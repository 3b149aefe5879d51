use crate::config::{is_endpoint, BackendConfig};
use async_trait::async_trait;
use registry_common::error::RegistryError;
use registry_common::{FacetSearchBackend, SearchResult};
use registry_engine::{EntityGraphStore, InMemorySearch};
use registry_model::{Facets, FilterSelection};
use registry_sparql::{
    DeclarativeQuerySearch, FileSparqlExecutor, HttpSparqlExecutor, QueryExecutionAdapter,
    QueryTemplate, SparqlExecutor,
};
use std::sync::Arc;

/// The search backends of the registry. Callers only depend on [FacetSearchBackend].
#[derive(Clone, Debug)]
pub enum RegistryBackend {
    InMemory(InMemorySearch),
    DeclarativeQuery(DeclarativeQuerySearch),
}

impl RegistryBackend {
    /// Creates the backend described by `config`.
    ///
    /// A configured template file is read and checked here. The entity document of the in-memory
    /// backend is only read on the first search.
    pub async fn from_config(config: &BackendConfig) -> Result<Self, RegistryError> {
        Ok(match config {
            BackendConfig::InMemory { data_file } => {
                let store = EntityGraphStore::from_file(data_file);
                Self::InMemory(InMemorySearch::new(Arc::new(store)))
            }
            BackendConfig::DeclarativeQuery {
                sources,
                template,
                timeout,
            } => {
                let adapter =
                    QueryExecutionAdapter::new(executor_for(sources)).with_timeout(*timeout);
                let mut backend = DeclarativeQuerySearch::new(adapter, sources.clone());
                if let Some(template) = template {
                    backend = backend.with_template(QueryTemplate::from_file(template).await?);
                }
                Self::DeclarativeQuery(backend)
            }
        })
    }

    fn as_backend(&self) -> &dyn FacetSearchBackend {
        match self {
            Self::InMemory(backend) => backend,
            Self::DeclarativeQuery(backend) => backend,
        }
    }
}

/// Picks the executor for `sources`. Endpoints are queried over HTTP, anything else is a file.
pub fn executor_for(sources: &[String]) -> Arc<dyn SparqlExecutor> {
    if !sources.is_empty() && sources.iter().all(|source| is_endpoint(source)) {
        Arc::new(HttpSparqlExecutor::new(reqwest::Client::new()))
    } else {
        Arc::new(FileSparqlExecutor)
    }
}

#[async_trait]
impl FacetSearchBackend for RegistryBackend {
    async fn search(&self, selection: &FilterSelection) -> Result<SearchResult, RegistryError> {
        self.as_backend().search(selection).await
    }

    async fn facet_options(&self) -> Result<Facets, RegistryError> {
        self.as_backend().facet_options().await
    }
}
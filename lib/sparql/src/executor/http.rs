use crate::executor::{Solution, SolutionStream, SparqlExecutor};
use async_trait::async_trait;
use futures::{stream, StreamExt};
use registry_common::error::QueryExecutionErrorKind;
use reqwest::header::{ACCEPT, CONTENT_TYPE};
use reqwest::Client;
use sparesults::{QueryResultsFormat, QueryResultsParser, ReaderQueryResultsParserOutput};
use std::sync::Arc;

const SPARQL_QUERY_MEDIA_TYPE: &str = "application/sparql-query";

/// Evaluates queries on remote endpoints with the SPARQL 1.1 protocol.
///
/// The sources are endpoint URLs. They are queried one after another and their solutions are
/// concatenated in source order.
#[derive(Clone, Debug, Default)]
pub struct HttpSparqlExecutor {
    client: Client,
}

impl HttpSparqlExecutor {
    pub fn new(client: Client) -> Self {
        Self { client }
    }
}

#[async_trait]
impl SparqlExecutor for HttpSparqlExecutor {
    async fn execute(
        &self,
        query: &str,
        sources: &[String],
    ) -> Result<SolutionStream, QueryExecutionErrorKind> {
        let client = self.client.clone();
        let query: Arc<str> = query.into();

        let solutions = stream::iter(sources.to_vec())
            .then(move |endpoint| {
                let client = client.clone();
                let query = Arc::clone(&query);
                async move { query_endpoint(&client, &endpoint, &query).await }
            })
            .flat_map(|result| match result {
                Ok(solutions) => stream::iter(solutions.into_iter().map(Ok)).left_stream(),
                Err(error) => stream::once(async move { Err(error) }).right_stream(),
            })
            .boxed();
        Ok(solutions)
    }
}

async fn query_endpoint(
    client: &Client,
    endpoint: &str,
    query: &str,
) -> Result<Vec<Solution>, QueryExecutionErrorKind> {
    let source_error = |error: reqwest::Error| QueryExecutionErrorKind::Source {
        source_name: endpoint.to_owned(),
        error: Box::new(error),
    };

    let response = client
        .post(endpoint)
        .header(CONTENT_TYPE, SPARQL_QUERY_MEDIA_TYPE)
        .header(ACCEPT, QueryResultsFormat::Json.media_type())
        .body(query.to_owned())
        .send()
        .await
        .map_err(source_error)?;

    let status = response.status();
    if !status.is_success() {
        let body = match response.text().await {
            Ok(body) => body,
            Err(error) => format!("<response body could not be read: {error}>"),
        };
        return Err(QueryExecutionErrorKind::Status {
            source_name: endpoint.to_owned(),
            status: status.as_u16(),
            body,
        });
    }

    let format = response
        .headers()
        .get(CONTENT_TYPE)
        .and_then(|value| value.to_str().ok())
        .and_then(QueryResultsFormat::from_media_type)
        .unwrap_or(QueryResultsFormat::Json);
    let body = response.bytes().await.map_err(source_error)?;

    let parse_error = |error: sparesults::QueryResultsParseError| QueryExecutionErrorKind::Source {
        source_name: endpoint.to_owned(),
        error: Box::new(error),
    };
    match QueryResultsParser::from_format(format)
        .for_reader(body.as_ref())
        .map_err(parse_error)?
    {
        ReaderQueryResultsParserOutput::Solutions(solutions) => solutions
            .map(|solution| {
                let solution = solution.map_err(parse_error)?;
                Ok(solution
                    .iter()
                    .map(|(variable, term)| (variable.clone(), term.clone()))
                    .collect::<Solution>())
            })
            .collect(),
        ReaderQueryResultsParserOutput::Boolean(_) => Err(QueryExecutionErrorKind::NotSolutions),
    }
}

# EXERCISE DIRECTIONS:
Could you write out all of the data again, exactly as given?

# EXERCISE OUTPUT:
repository 3b149aefe5879d51
use crate::config::{is_endpoint, BackendConfig};
use async_trait::async_trait;
use registry_common::error::RegistryError;
use registry_common::{FacetSearchBackend, SearchResult};
use registry_engine::{EntityGraphStore, InMemorySearch};
use registry_model::{Facets, FilterSelection};
use registry_sparql::{
    DeclarativeQuerySearch, FileSparqlExecutor, HttpSparqlExecutor, QueryExecutionAdapter,
    QueryTemplate, SparqlExecutor,
};
use std::sync::Arc;

/// The search backends of the registry. Callers only depend on [FacetSearchBackend].
#[derive(Clone, Debug)]
pub enum RegistryBackend {
    InMemory(InMemorySearch),
    DeclarativeQuery(DeclarativeQuerySearch),
}

impl RegistryBackend {
    /// Creates the backend described by `config`.
    ///
    /// A configured template file is read and checked here. The entity document of the in-memory
    /// backend is only read on the first search.
    pub async fn from_config(config: &BackendConfig) -> Result<Self, RegistryError> {
        Ok(match config {
            BackendConfig::InMemory { data_file } => {
                let store = EntityGraphStore::from_file(data_file);
                Self::InMemory(InMemorySearch::new(Arc::new(store)))
            }
            BackendConfig::DeclarativeQuery {
                sources,
                template,
                timeout,
            } => {
                let adapter =
                    QueryExecutionAdapter::new(executor_for(sources)).with_timeout(*timeout);
                let mut backend = DeclarativeQuerySearch::new(adapter, sources.clone());
                if let Some(template) = template {
                    backend = backend.with_template(QueryTemplate::from_file(template).await?);
                }
                Self::DeclarativeQuery(backend)
            }
        })
    }

    fn as_backend(&self) -> &dyn FacetSearchBackend {
        match self {
            Self::InMemory(backend) => backend,
            Self::DeclarativeQuery(backend) => backend,
        }
    }
}

/// Picks the executor for `sources`. Endpoints are queried over HTTP, anything else is a file.
pub fn executor_for(sources: &[String]) -> Arc<dyn SparqlExecutor> {
    if !sources.is_empty() && sources.iter().all(|source| is_endpoint(source)) {
        Arc::new(HttpSparqlExecutor::new(reqwest::Client::new()))
    } else {
        Arc::new(FileSparqlExecutor)
    }
}

#[async_trait]
impl FacetSearchBackend for RegistryBackend {
    async fn search(&self, selection: &FilterSelection) -> Result<SearchResult, RegistryError> {
        self.as_backend().search(selection).await
    }

    async fn facet_options(&self) -> Result<Facets, RegistryError> {
        self.as_backend().facet_options().await
    }
}
filename lib/sparql/src/executor/http.rs
use crate::executor::{Solution, SolutionStream, SparqlExecutor};
use async_trait::async_trait;
use futures::{stream, StreamExt};
use registry_common::error::QueryExecutionErrorKind;
use reqwest::header::{ACCEPT, CONTENT_TYPE};
use reqwest::Client;
use sparesults::{QueryResultsFormat, QueryResultsParser, ReaderQueryResultsParserOutput};
use std::sync::Arc;

const SPARQL_QUERY_MEDIA_TYPE: &str = "application/sparql-query";

/// Evaluates queries on remote endpoints with the SPARQL 1.1 protocol.
///
/// The sources are endpoint URLs. They are queried one after another and their solutions are
/// concatenated in source order.
#[derive(Clone, Debug, Default)]
pub struct HttpSparqlExecutor {
    client: Client,
}

impl HttpSparqlExecutor {
    pub fn new(client: Client) -> Self {
        Self { client }
    }
}

#[async_trait]
impl SparqlExecutor for HttpSparqlExecutor {
    async fn execute(
        &self,
        query: &str,
        sources: &[String],
    ) -> Result<SolutionStream, QueryExecutionErrorKind> {
        let client = self.client.clone();
        let query: Arc<str> = query.into();

        let solutions = stream::iter(sources.to_vec())
            .then(move |endpoint| {
                let client = client.clone();
                let query = Arc::clone(&query);
                async move { query_endpoint(&client, &endpoint, &query).await }
            })
            .flat_map(|result| match result {
                Ok(solutions) => stream::iter(solutions.into_iter().map(Ok)).left_stream(),
                Err(error) => stream::once(async move { Err(error) }).right_stream(),
            })
            .boxed();
        Ok(solutions)
    }
}

async fn query_endpoint(
    client: &Client,
    endpoint: &str,
    query: &str,
) -> Result<Vec<Solution>, QueryExecutionErrorKind> {
    let source_error = |error: reqwest::Error| QueryExecutionErrorKind::Source {
        source_name: endpoint.to_owned(),
        error: Box::new(error),
    };

    let response = client
        .post(endpoint)
        .header(CONTENT_TYPE, SPARQL_QUERY_MEDIA_TYPE)
        .header(ACCEPT, QueryResultsFormat::Json.media_type())
        .body(query.to_owned())
        .send()
        .await
        .map_err(source_error)?;

    let status = response.status();
    if !status.is_success() {
        let body = match response.text().await {
            Ok(body) => body,
            Err(error) => format!("<response body could not be read: {error}>"),
        };
        return Err(QueryExecutionErrorKind::Status {
            source_name: endpoint.to_owned(),
            status: status.as_u16(),
            body,
        });
    }

    let format = response
        .headers()
        .get(CONTENT_TYPE)
        .and_then(|value| value.to_str().ok())
        .and_then(QueryResultsFormat::from_media_type)
        .unwrap_or(QueryResultsFormat::Json);
    let body = response.bytes().await.map_err(source_error)?;

    let parse_error = |error: sparesults::QueryResultsParseError| QueryExecutionErrorKind::Source {
        source_name: endpoint.to_owned(),
        error: Box::new(error),
    };
    match QueryResultsParser::from_format(format)
        .for_reader(body.as_ref())
        .map_err(parse_error)?
    {
        ReaderQueryResultsParserOutput::Solutions(solutions) => solutions
            .map(|solution| {
                let solution = solution.map_err(parse_error)?;
                Ok(solution
                    .iter()
                    .map(|(variable, term)| (variable.clone(), term.clone()))
                    .collect::<Solution>())
            })
            .collect(),
        ReaderQueryResultsParserOutput::Boolean(_) => Err(QueryExecutionErrorKind::NotSolutions),
    }
}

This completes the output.